On a visit to the camp earlier this week, I sat in on group discussions about the power and perils of labels.

As a fly on the wall, I learned: Spanish boys are mad about blondes. German kids hate being stereotyped as automatons. And Canadians don't like that their country is sometimes perceived as the land of the bland.

Sometimes the stereotypes are more personal.

"At home, I'm labeled as a stupid girl," said a participant from Portugal.

"In my country, it's all about how you dress," said a girl from Italy.

Luis, an 18-year-old from Brazil, told me people assume he plays soccer. "I'm actually not into football," he sighs. (Youth participants are identified by first names only for security reasons.)

During these Socratic discussions, kids raise their hands and shake them like tambourines - a clever bit of sign language that translates to "amen" or "me, too."

The delegates seem to relish being free from homegrown peer pressures.

"People here are more open-minded, more mature," Ludivine, an 18-year-old girl from France, told me. "You're not going to be judged here for what you believe."

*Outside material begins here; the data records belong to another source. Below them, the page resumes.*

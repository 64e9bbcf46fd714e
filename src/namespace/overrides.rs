//! Per-identifier limit overrides and their resolution order.

// self
use crate::{
	_prelude::*,
	auth::OverrideId,
	namespace::matcher::{self, PatternError},
};

/// Tenant-set exception to the limit/duration a caller declares for an identifier.
#[derive(Clone, Debug, PartialEq, Eq, Serialize, Deserialize)]
pub struct Override {
	/// Stable identifier; preserved across upserts.
	pub id: OverrideId,
	/// Exact identifier or `*` pattern.
	pub identifier: String,
	/// Requests allowed per window.
	pub limit: u64,
	/// Window length in milliseconds.
	pub duration_ms: u64,
}
impl Override {
	/// Creates an override with a freshly generated ID.
	pub fn new(identifier: impl Into<String>, limit: u64, duration_ms: u64) -> Self {
		Self { id: OverrideId::generate(), identifier: identifier.into(), limit, duration_ms }
	}

	/// Returns true if the identifier is a wildcard pattern.
	pub fn is_wildcard(&self) -> bool {
		matcher::is_wildcard(&self.identifier)
	}
}

/// Overrides of one namespace, split into exact and wildcard entries.
///
/// Exact entries are keyed by identifier. Wildcard entries keep their storage order and the first
/// matching pattern wins; no attempt is made to pick the most specific one.
#[derive(Clone, Debug, Default, PartialEq, Eq, Serialize, Deserialize)]
pub struct OverrideSet {
	direct: HashMap<String, Override>,
	wildcard: Vec<Override>,
}
impl OverrideSet {
	/// Builds a set from overrides listed in storage order.
	pub fn from_overrides<I>(overrides: I) -> Self
	where
		I: IntoIterator<Item = Override>,
	{
		let mut set = Self::default();

		for item in overrides {
			set.insert(item);
		}

		set
	}

	/// Finds the override that applies to `identifier`.
	///
	/// An exact entry always wins. Otherwise wildcard patterns are tried in storage order and the
	/// first match is returned. A malformed stored pattern aborts resolution with an error.
	pub fn resolve(&self, identifier: &str) -> Result<Option<&Override>, PatternError> {
		if let Some(exact) = self.direct.get(identifier) {
			return Ok(Some(exact));
		}

		for candidate in &self.wildcard {
			if matcher::matches(identifier, &candidate.identifier)? {
				return Ok(Some(candidate));
			}
		}

		Ok(None)
	}

	/// Returns the override stored under exactly this identifier or pattern.
	pub fn get(&self, identifier: &str) -> Option<&Override> {
		self.direct
			.get(identifier)
			.or_else(|| self.wildcard.iter().find(|item| item.identifier == identifier))
	}

	/// Inserts or updates the override for `identifier`, re-using the existing ID when present.
	///
	/// Updated wildcard entries keep their position so first-match order is stable.
	pub fn upsert(&mut self, identifier: &str, limit: u64, duration_ms: u64) -> Override {
		if let Some(existing) = self.get_mut(identifier) {
			existing.limit = limit;
			existing.duration_ms = duration_ms;

			return existing.clone();
		}

		let created = Override::new(identifier, limit, duration_ms);

		self.insert(created.clone());

		created
	}

	/// Removes the override stored under exactly this identifier or pattern.
	pub fn remove(&mut self, identifier: &str) -> Option<Override> {
		if let Some(exact) = self.direct.remove(identifier) {
			return Some(exact);
		}

		let idx = self.wildcard.iter().position(|item| item.identifier == identifier)?;

		Some(self.wildcard.remove(idx))
	}

	/// Number of overrides across both kinds.
	pub fn len(&self) -> usize {
		self.direct.len() + self.wildcard.len()
	}

	/// Returns true if no overrides are defined.
	pub fn is_empty(&self) -> bool {
		self.direct.is_empty() && self.wildcard.is_empty()
	}

	/// Wildcard overrides in storage order.
	pub fn wildcards(&self) -> &[Override] {
		&self.wildcard
	}

	/// Iterator over every override; exact entries first, in no particular order.
	pub fn iter(&self) -> impl Iterator<Item = &Override> {
		self.direct.values().chain(self.wildcard.iter())
	}

	fn insert(&mut self, item: Override) {
		if item.is_wildcard() {
			self.wildcard.push(item);
		} else {
			self.direct.insert(item.identifier.clone(), item);
		}
	}

	fn get_mut(&mut self, identifier: &str) -> Option<&mut Override> {
		if let Some(exact) = self.direct.get_mut(identifier) {
			return Some(exact);
		}

		self.wildcard.iter_mut().find(|item| item.identifier == identifier)
	}
}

Johan Sigholm, a Swiss military officer who is among the adult volunteers at the camp this month, said sometimes it takes years for these youth summits to bear fruit. Often, participants keep in touch and have reunions for decades, he said.

"The main idea is the feeling of 'You are part of something bigger,'" Sigholm said.

John Vanderplough, an adult volunteer from Philadelphia, said his CISV group from the 1960s still has reunions after 40 years.

Meanwhile, the teenagers from around the world talk deep into the Tennessee night about ways to end conflicts and erase national stereotypes.

The hope is these new friendships will prove to be durable, lifetime engagements - a prospect boosted by access to Facebook and Instagram.

And at the end of Camp Raccoonooga, the kids' hugs will represent beginnings, not goodbyes.

To that, I suspect they would all lift their hands and shake them like tambourines.